The mutational consequences of these post‐meiotic DSB hotspots are as yet unknown, and thus raise a number of fundamental questions. For example, are hotspots conserved across species, do they show signatures of elevated NHEJ‐mediated mutagenesis, and do they act as the nuclei for wider structural rearrangements? There is evidence that NHEJ‐mediated repair of post‐meiotic DSBs is one mechanism leading to paternal‐specific germline expansion of Huntington disease‐associated trinucleotide repeats, in addition to the better‐known mechanism of slippage during replication (Garcia‐Diaz & Kunkel, 2006; Simard et al., 2014). Does this finding also apply to other types of NHEJ‐mediated genomic rearrangement such as translocations and inversions with breakpoints in single‐copy regions? Might other forms of repair such as break‐induced replication (BIR) also be important in this context, and can post‐meiotic DSBs trigger more complex genomic rearrangements and copy‐number changes? How do these DSB hotspots relate to chromatin organisation and histone modification in gametes?

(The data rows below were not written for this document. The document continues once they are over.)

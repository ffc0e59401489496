//! Stock middleware, opt-in per handler or engine-wide.

use std::panic::AssertUnwindSafe;

use futures::FutureExt;

use crate::error::ApiError;
use crate::handler::{HandlerFn, MiddlewareFn, handler, middleware};

/// Answers every callback query before the handler runs, so clients stop
/// showing the progress spinner even when the handler forgets to respond.
pub fn auto_respond() -> MiddlewareFn {
    middleware(|ctx| async move {
        if ctx.callback().is_some() {
            ctx.respond(None).await?;
        }
        ctx.next()
    })
}

/// Drops messages sent through other bots (inline-mode relays).
pub fn ignore_via() -> MiddlewareFn {
    middleware(|ctx| async move {
        if ctx.message().is_some_and(|m| m.via.is_some()) {
            return Ok(());
        }
        ctx.next()
    })
}

/// The generic privilege filter: proceeds only when the sender's presence
/// in `ids` matches `allow_listed`. Everything else is silently dropped.
pub fn restrict(ids: Vec<i64>, allow_listed: bool) -> MiddlewareFn {
    middleware(move |ctx| {
        let ids = ids.clone();
        async move {
            let listed = ctx.sender().is_some_and(|user| ids.contains(&user.id));
            if listed == allow_listed { ctx.next() } else { Ok(()) }
        }
    })
}

/// Lets only the listed user ids through.
pub fn whitelist(ids: Vec<i64>) -> MiddlewareFn {
    restrict(ids, true)
}

/// Silently drops updates from the listed user ids.
pub fn blacklist(ids: Vec<i64>) -> MiddlewareFn {
    restrict(ids, false)
}

/// Logs every update passing through, at debug level.
pub fn logger() -> MiddlewareFn {
    middleware(|ctx| async move {
        tracing::debug!(
            update_id = ctx.update().id,
            sender = ctx.sender().map(|u| u.id),
            text = ctx.text(),
            "update",
        );
        ctx.next()
    })
}

/// Wraps a handler so a panic inside it becomes a normal error for the
/// sink instead of tearing down the task (or, in synchronous mode, the
/// dispatch loop).
pub fn recover(inner: HandlerFn) -> HandlerFn {
    handler(move |ctx| {
        let inner = inner.clone();
        async move {
            match AssertUnwindSafe(inner(ctx)).catch_unwind().await {
                Ok(result) => result,
                Err(panic) => {
                    let what = panic
                        .downcast_ref::<&str>()
                        .map(|s| s.to_string())
                        .or_else(|| panic.downcast_ref::<String>().cloned())
                        .unwrap_or_else(|| "handler panicked".to_string());
                    Err(ApiError::Other(what))
                }
            }
        }
    })
}

#[cfg(test)]
mod tests {
    use super::*;
    use std::sync::Arc;
    use std::sync::atomic::{AtomicUsize, Ordering};

    use crate::bot::Bot;
    use crate::endpoint::ON_TEXT;
    use crate::message::Message;
    use crate::types::User;
    use crate::update::{Update, UpdateKind};

    async fn sync_bot() -> Bot {
        Bot::builder("TOKEN").offline().synchronous(true).build().await.unwrap()
    }

    fn counting(hits: Arc<AtomicUsize>) -> HandlerFn {
        handler(move |_| {
            let hits = hits.clone();
            async move {
                hits.fetch_add(1, Ordering::SeqCst);
                Ok(())
            }
        })
    }

    fn from_user(user_id: i64, text: &str) -> Update {
        Update {
            id: 1,
            kind: UpdateKind::Message(Message {
                text: text.into(),
                sender: Some(User { id: user_id, ..Default::default() }),
                ..Default::default()
            }),
        }
    }

    #[tokio::test]
    async fn ignore_via_drops_relayed_messages() {
        let bot = sync_bot().await;
        let hits = Arc::new(AtomicUsize::new(0));
        bot.handle(ON_TEXT, counting(hits.clone()), vec![ignore_via()]);

        let mut relayed = Message { text: "hi".into(), ..Default::default() };
        relayed.via = Some(User { id: 77, is_bot: true, ..Default::default() });
        bot.process_update(Update { id: 1, kind: UpdateKind::Message(relayed) }).await;
        assert_eq!(hits.load(Ordering::SeqCst), 0);

        bot.process_update(from_user(5, "hi")).await;
        assert_eq!(hits.load(Ordering::SeqCst), 1);
    }

    #[tokio::test]
    async fn whitelist_filters_by_sender() {
        let bot = sync_bot().await;
        let hits = Arc::new(AtomicUsize::new(0));
        bot.handle(ON_TEXT, counting(hits.clone()), vec![whitelist(vec![1, 2])]);

        bot.process_update(from_user(1, "in")).await;
        bot.process_update(from_user(9, "out")).await;
        assert_eq!(hits.load(Ordering::SeqCst), 1);
    }

    #[tokio::test]
    async fn blacklist_filters_by_sender() {
        let bot = sync_bot().await;
        let hits = Arc::new(AtomicUsize::new(0));
        bot.handle(ON_TEXT, counting(hits.clone()), vec![blacklist(vec![9])]);

        bot.process_update(from_user(9, "blocked")).await;
        bot.process_update(from_user(1, "fine")).await;
        assert_eq!(hits.load(Ordering::SeqCst), 1);
    }

    #[tokio::test]
    async fn recover_turns_panic_into_error() {
        let bot = sync_bot().await;
        let errors = Arc::new(AtomicUsize::new(0));
        let errors2 = errors.clone();
        bot.on_error(Arc::new(move |err, _| {
            assert_eq!(err.to_string(), "boom");
            errors2.fetch_add(1, Ordering::SeqCst);
        }));
        bot.handle(
            ON_TEXT,
            recover(handler(|_| async { panic!("boom") })),
            vec![],
        );

        bot.process_update(from_user(1, "hi")).await;
        assert_eq!(errors.load(Ordering::SeqCst), 1);
    }
}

A final mutational pressure specific to male gametes is the consequences of cytoplasm reduction. This leaves these gametes lacking in antioxidants and repair enzymes, leaving them vulnerable to oxidative damage to DNA. As with post‐meiotic DSBs, oxidative damage has also been shown to be localised into hotspots (Kocer et al., 2015), and it is not yet known whether these are also mutational hotspots (see Long et al., 2016). Since oxidative damage is in general not repaired in the mature gamete, but instead is repaired in the zygote post‐fertilisation, much will depend on the specific mechanisms available for this repair and the degree of damage that can be tolerated (Garcia‐Rodriguez et al., 2019).

(2). Post‐meiotic selection

The haploid state of post‐meiotic cells potentially opens a particularly sensitive window for selection to act upon. Several post‐meiotic drive systems are known to take advantage of haploid gene expression, such as the t‐haplotype (Lyon, 2003) in the house mouse, and Segregation Distorter (SD) gene complex (Larracuente & Presgraves, 2012) and Winters (Tao et al., 2007) in Drosophila fruitflies. Apart from these examples of extreme effects, any genes expressed in a haploid state may be under selection without the possible masking effects of any sister alleles. In plants, haploid gene expression and selection has long been known (Mulcahy & Mulcahy, 1975) as pollen tubes compete for ovules (Erbar, 2003), and recent studies provided clear evidence for positive and purifying selection in genes expressed in the haploid stages (Arunkumar et al., 2013). By contrast, in animals, selection occurring at the haploid stage has long been dismissed. In females, meiotic divisions generally occur only a short time before fertilisation – indeed fertilisation is often the trigger for the second meiotic division. Moreover, there is no interphase between female meiotic divisions, and the chromatin remains tightly condensed and transcriptionally inactive. It is thus currently believed that there is little or no opportunity for haploid selection between female gametes, and the study of female transmission ratio distortion has focused on genes that ‘cheat’ during meiotic division and compete to be included in the oocyte rather than the polar body (see Section III.4). By contrast, haploid male germ cells have an extended developmental window following the meiotic divisions during which morphologically unspecialised round spermatids are remodelled into mature sperm, and subsequently an extended free‐living stage. Haploid selection may potentially operate during both of these windows.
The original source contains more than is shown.